Using the density function you can find the probability of [imath]x,y[/imath] being inside set [imath]S[/imath].

Does this help?

 

[BigBeachBanana]

Hi,
If I was given a rectangle with the probability density functions of the width being f(x) = e^(-x) and height of f(y) = 0.5e^(-0.5y), how would I find the probability of the perimeter of the rectangle being less than 5m?
Do I combine this into 1 perimeter function (P(x,y) = 2(e^(-x)) + 2(0.5e^(-0.5y)) ) ?
Appreciate any help.

The goal is to find
[math]\Pr(2X+2Y<5)=\Pr(X+Y<5/2)=\iint_{R}f(x,y)\,dR[/math]Since X and Y are independent, [imath]f(x,y)=f(x)f(y)[/imath]
I'll let you figure the region R.
Hint:
1)Graph [imath]y=5/2-x[/imath]
2) Notice f(x) and f(y) are exponential distributions, consider their domains. Or from a practical standpoint, for what values of x and y does not make sense?

 

[jeffo]

The goal is to find
[math]\Pr(2X+2Y<5)=\Pr(X+Y<5/2)=\iint_{R}f(x,y)\,dR[/math]Since X and Y are independent, [imath]f(x,y)=f(x)f(y)[/imath]
I'll let you figure the region R.
Hint:
1)Graph [imath]y=5/2-x[/imath]
2) Notice f(x) and f(y) are exponential distributions, consider their domains. Or from a practical standpoint, for what values of x and y does not make sense?

Thank you for the help!
So the region I would integrate over would be for 0 to 5/2-x for x limits and 0 to 5/2 for y limits, R=dxdy?
If I am not mistaken, since the limits are inclusive, would this give Pr(2X+2Y<=5)?
Is it ok to assume that the probability that perimeter = 5 is negligible?
Thank you again

 

[jeffo]

Thank you for the help!
So the region I would integrate over would be for 0 to 5/2-x for x limits and 0 to 5/2 for y limits, R=dxdy?
If I am not mistaken, since the limits are inclusive, would this give Pr(2X+2Y<=5)?
Is it ok to assume that the probability that perimeter = 5 is negligible?
Thank you again

5/2 - y* for x limits

 

[BigBeachBanana]

5/2 - y* for x limits

Correct. The region R is bounded by y=0,x=0 and x+y=5/2

You have two options: Integrate over x, then y OR y then x.

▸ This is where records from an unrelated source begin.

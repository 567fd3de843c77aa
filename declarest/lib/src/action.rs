//! Actions: one named operation (method, URL suffix, parameters, response
//! expectations) within an endpoint.

use std::collections::BTreeMap;
use std::fmt;
use std::sync::Arc;

use serde::Deserialize;
use serde_json::{Map, Value};
use tracing::{debug, warn};

use crate::error::{ApiError, ClientError, ConfigError};
use crate::method::RestMethod;
use crate::model::{ModelFactory, ModelRegistry, is_falsy};
use crate::request::RequestConfig;
use crate::response::ApiResponse;
use crate::template::{ParamSet, concat_url};
use crate::transport::TransportResponse;

type SuccessFn = dyn Fn(TransportResponse) -> Result<Value, ApiError> + Send + Sync;
type ErrorFn = dyn Fn(ClientError) -> Result<Value, ApiError> + Send + Sync;

/// Replaces the default success handling of an action.
///
/// Receives the transport response and returns the raw data handed on to
/// model conversion.
#[derive(Clone)]
pub struct SuccessInterceptor(Arc<SuccessFn>);

impl SuccessInterceptor {
    pub fn new(
        f: impl Fn(TransportResponse) -> Result<Value, ApiError> + Send + Sync + 'static,
    ) -> Self {
        Self(Arc::new(f))
    }
}

impl fmt::Debug for SuccessInterceptor {
    fn fmt(&self, f: &mut fmt::Formatter<'_>) -> fmt::Result {
        f.write_str("SuccessInterceptor(..)")
    }
}

/// Replaces the default error handling of an action.
///
/// Returning `Ok` recovers from the failure with the given raw data.
#[derive(Clone)]
pub struct ErrorInterceptor(Arc<ErrorFn>);

impl ErrorInterceptor {
    pub fn new(
        f: impl Fn(ClientError) -> Result<Value, ApiError> + Send + Sync + 'static,
    ) -> Self {
        Self(Arc::new(f))
    }
}

impl fmt::Debug for ErrorInterceptor {
    fn fmt(&self, f: &mut fmt::Formatter<'_>) -> fmt::Result {
        f.write_str("ErrorInterceptor(..)")
    }
}

/// Declarative description of an action.
///
/// Unset fields fall back to the owning endpoint's settings when the
/// [`Action`] is built.
///
/// ## Examples
///
/// ```rust
/// use declarest::{ActionConfig, RestMethod};
///
/// let archive = ActionConfig::new(RestMethod::Post)
///     .url("archive")
///     .returns_model()
///     .header("X-Reason", "cleanup");
///
/// assert_eq!(archive.method, Some(RestMethod::Post));
/// assert!(archive.is_model);
/// ```
#[derive(Debug, Clone, Default, Deserialize)]
#[serde(default, deny_unknown_fields)]
pub struct ActionConfig {
    /// HTTP method; `GET` when unset.
    pub method: Option<RestMethod>,
    /// URL suffix appended to the endpoint URL.
    pub url: Option<String>,
    /// Parameter templates; the endpoint's when unset.
    pub params: Option<ParamSet>,
    /// Model name; the endpoint's when unset.
    pub model: Option<String>,
    /// The response is expected to be an array.
    pub is_array: bool,
    /// The response is converted to model instances.
    pub is_model: bool,
    /// Strip trailing slashes from the final URL; the endpoint's when unset.
    pub strip_trailing_slashes: Option<bool>,
    /// Extra request headers.
    pub headers: BTreeMap<String, String>,
    /// Per-request timeout.
    pub timeout_ms: Option<u64>,
    /// Bypass the duplicate request filter.
    pub ignore_duplicate_request: bool,
    /// Reject, rather than join, an identical in-flight request.
    pub reject_duplicate_request: bool,
    /// Status of the synthesized duplicate rejection (400 when unset).
    pub reject_duplicate_status_code: Option<u16>,
    #[serde(skip)]
    pub success: Option<SuccessInterceptor>,
    #[serde(skip)]
    pub error: Option<ErrorInterceptor>,
}

impl ActionConfig {
    pub fn new(method: RestMethod) -> Self {
        Self {
            method: Some(method),
            ..Self::default()
        }
    }

    pub fn url(mut self, url: impl Into<String>) -> Self {
        self.url = Some(url.into());
        self
    }

    pub fn params(mut self, params: ParamSet) -> Self {
        self.params = Some(params);
        self
    }

    pub fn model(mut self, model: impl Into<String>) -> Self {
        self.model = Some(model.into());
        self
    }

    /// Marks the response as an array.
    pub fn array(mut self) -> Self {
        self.is_array = true;
        self
    }

    /// Marks the response for model conversion.
    pub fn returns_model(mut self) -> Self {
        self.is_model = true;
        self
    }

    pub fn strip_trailing_slashes(mut self, strip: bool) -> Self {
        self.strip_trailing_slashes = Some(strip);
        self
    }

    pub fn header(mut self, name: impl Into<String>, value: impl Into<String>) -> Self {
        self.headers.insert(name.into(), value.into());
        self
    }

    pub fn timeout_ms(mut self, timeout_ms: u64) -> Self {
        self.timeout_ms = Some(timeout_ms);
        self
    }

    /// Sends every call, even when an identical request is in flight.
    pub fn ignore_duplicates(mut self) -> Self {
        self.ignore_duplicate_request = true;
        self
    }

    /// Fails a call with `status` when an identical request is in flight.
    pub fn reject_duplicates(mut self, status: u16) -> Self {
        self.reject_duplicate_request = true;
        self.reject_duplicate_status_code = Some(status);
        self
    }

    pub fn on_success(
        mut self,
        f: impl Fn(TransportResponse) -> Result<Value, ApiError> + Send + Sync + 'static,
    ) -> Self {
        self.success = Some(SuccessInterceptor::new(f));
        self
    }

    pub fn on_error(
        mut self,
        f: impl Fn(ClientError) -> Result<Value, ApiError> + Send + Sync + 'static,
    ) -> Self {
        self.error = Some(ErrorInterceptor::new(f));
        self
    }
}

/// Endpoint-level settings an action inherits.
#[derive(Debug, Clone, Copy)]
pub struct ActionContext<'a> {
    /// Full endpoint URL template.
    pub url: &'a str,
    pub model: Option<&'a str>,
    pub params: &'a ParamSet,
    pub enforce_data_format: bool,
    pub strip_trailing_slashes: bool,
}

#[derive(Clone)]
struct BoundModel {
    name: String,
    factory: ModelFactory,
}

impl fmt::Debug for BoundModel {
    fn fmt(&self, f: &mut fmt::Formatter<'_>) -> fmt::Result {
        f.debug_tuple("BoundModel").field(&self.name).finish()
    }
}

/// A resolved action, immutable after construction and reused for every call.
#[derive(Debug, Clone)]
pub struct Action {
    name: String,
    method: RestMethod,
    url: String,
    params: ParamSet,
    model: Option<BoundModel>,
    is_array: bool,
    is_model: bool,
    strip_trailing_slashes: bool,
    enforce_data_format: bool,
    headers: BTreeMap<String, String>,
    timeout_ms: Option<u64>,
    ignore_duplicate_request: bool,
    reject_duplicate_request: bool,
    reject_duplicate_status_code: Option<u16>,
    success: Option<SuccessInterceptor>,
    error: Option<ErrorInterceptor>,
}

impl Action {
    /// Resolves an action definition against its endpoint.
    ///
    /// ## Errors
    ///
    /// Returns [`ConfigError::UnknownModel`] if the action (or inherited
    /// endpoint) model is not registered.
    pub fn new(
        name: impl Into<String>,
        config: ActionConfig,
        context: ActionContext<'_>,
        registry: &ModelRegistry,
    ) -> Result<Self, ConfigError> {
        let name = name.into();
        let model_name = config
            .model
            .filter(|model| !model.is_empty())
            .or_else(|| context.model.map(str::to_string));
        let model = match model_name {
            Some(name) => Some(BoundModel {
                factory: registry.factory(&name)?,
                name,
            }),
            None => None,
        };

        let action = Self {
            method: config.method.unwrap_or_default(),
            url: concat_url(context.url, config.url.as_deref().unwrap_or("")),
            params: config.params.unwrap_or_else(|| context.params.clone()),
            model,
            is_array: config.is_array,
            is_model: config.is_model,
            strip_trailing_slashes: config
                .strip_trailing_slashes
                .unwrap_or(context.strip_trailing_slashes),
            enforce_data_format: context.enforce_data_format,
            headers: config.headers,
            timeout_ms: config.timeout_ms,
            ignore_duplicate_request: config.ignore_duplicate_request,
            reject_duplicate_request: config.reject_duplicate_request,
            reject_duplicate_status_code: config.reject_duplicate_status_code,
            success: config.success,
            error: config.error,
            name,
        };
        debug!(action = %action.name, method = %action.method, url = %action.url, "Action set up");
        Ok(action)
    }

    pub fn name(&self) -> &str {
        &self.name
    }

    pub fn method(&self) -> RestMethod {
        self.method
    }

    /// Full URL template (endpoint URL plus action suffix).
    pub fn url(&self) -> &str {
        &self.url
    }

    pub fn params(&self) -> &ParamSet {
        &self.params
    }

    pub fn model_name(&self) -> Option<&str> {
        self.model.as_ref().map(|m| m.name.as_str())
    }

    pub fn has_body(&self) -> bool {
        self.method.has_body()
    }

    pub fn expects_array(&self) -> bool {
        self.is_array
    }

    /// `true` when a model is bound and model conversion was requested.
    pub fn expects_model(&self) -> bool {
        self.model.is_some() && self.is_model
    }

    pub fn strip_trailing_slashes(&self) -> bool {
        self.strip_trailing_slashes
    }

    pub fn enforce_data_format(&self) -> bool {
        self.enforce_data_format
    }

    /// The descriptor fields copied verbatim from the action; URL, body and
    /// query are filled in per call.
    pub(crate) fn request_template(&self) -> RequestConfig {
        RequestConfig {
            headers: self.headers.clone(),
            timeout_ms: self.timeout_ms,
            ignore_duplicate_request: self.ignore_duplicate_request,
            reject_duplicate_request: self.reject_duplicate_request,
            reject_duplicate_status_code: self.reject_duplicate_status_code,
            ..RequestConfig::new(self.method, self.url.clone())
        }
    }

    /// Runs the success interceptor over a transport response.
    pub fn intercept_success(&self, response: TransportResponse) -> Result<Value, ApiError> {
        match &self.success {
            Some(interceptor) => (interceptor.0)(response),
            None => Ok(self.check_shape(response.data)),
        }
    }

    /// Runs the error interceptor over a transport failure.
    pub fn intercept_error(&self, error: ClientError) -> Result<Value, ApiError> {
        match &self.error {
            Some(interceptor) => (interceptor.0)(error),
            None => Err(error.into()),
        }
    }

    /// Default shape validation of response data.
    ///
    /// A mismatch between the expected and received shape is logged and,
    /// when data format enforcement is on, replaced with an empty value of
    /// the expected shape. Falsy data becomes an empty value too.
    pub fn check_shape(&self, data: Value) -> Value {
        let expects_array = self.expects_array();
        let mut data = data;

        if data.is_array() != expects_array {
            warn!(
                action = %self.name,
                expected = if expects_array { "array" } else { "object" },
                got = type_name(&data),
                "Unexpected response shape"
            );
            if self.enforce_data_format {
                data = empty_value(expects_array);
            }
        }

        if is_falsy(&data) {
            empty_value(expects_array)
        } else {
            data
        }
    }

    /// Converts raw data into the bound model; arrays map element-wise.
    ///
    /// Without a bound model the data is returned as-is.
    pub fn convert_to_model(&self, data: Value) -> ApiResponse {
        let Some(model) = &self.model else {
            return ApiResponse::Raw(data);
        };
        match data {
            Value::Array(items) => {
                ApiResponse::Models(items.into_iter().map(|item| (model.factory)(item)).collect())
            }
            other => ApiResponse::Model((model.factory)(other)),
        }
    }

    /// Final conversion step of a successful call.
    pub fn finish(&self, raw: Value) -> ApiResponse {
        if self.expects_model() {
            self.convert_to_model(raw)
        } else {
            ApiResponse::Raw(raw)
        }
    }
}

fn empty_value(array: bool) -> Value {
    if array {
        Value::Array(Vec::new())
    } else {
        Value::Object(Map::new())
    }
}

fn type_name(value: &Value) -> &'static str {
    match value {
        Value::Null => "null",
        Value::Bool(_) => "boolean",
        Value::Number(_) => "number",
        Value::String(_) => "string",
        Value::Array(_) => "array",
        Value::Object(_) => "object",
    }
}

In the OP, you wrote: "find the probability of the perimeter of the rectangle [is] less than 5m, not less than or equal to 5.
In either case, it doesn't impact the result because, in general, for continuous random variable W.
[math]\Pr(W\le w)=\Pr(W = w)+\Pr(W < w)= \int_{w}^{w}f(w)\,dw+\int_{-\infty}^{w}f(w)\,dw=0+\Pr(W < w)\\ \implies \Pr(W\le w)=\Pr(W < w)[/math] In other words, it's not negligible, but it's precisely 0.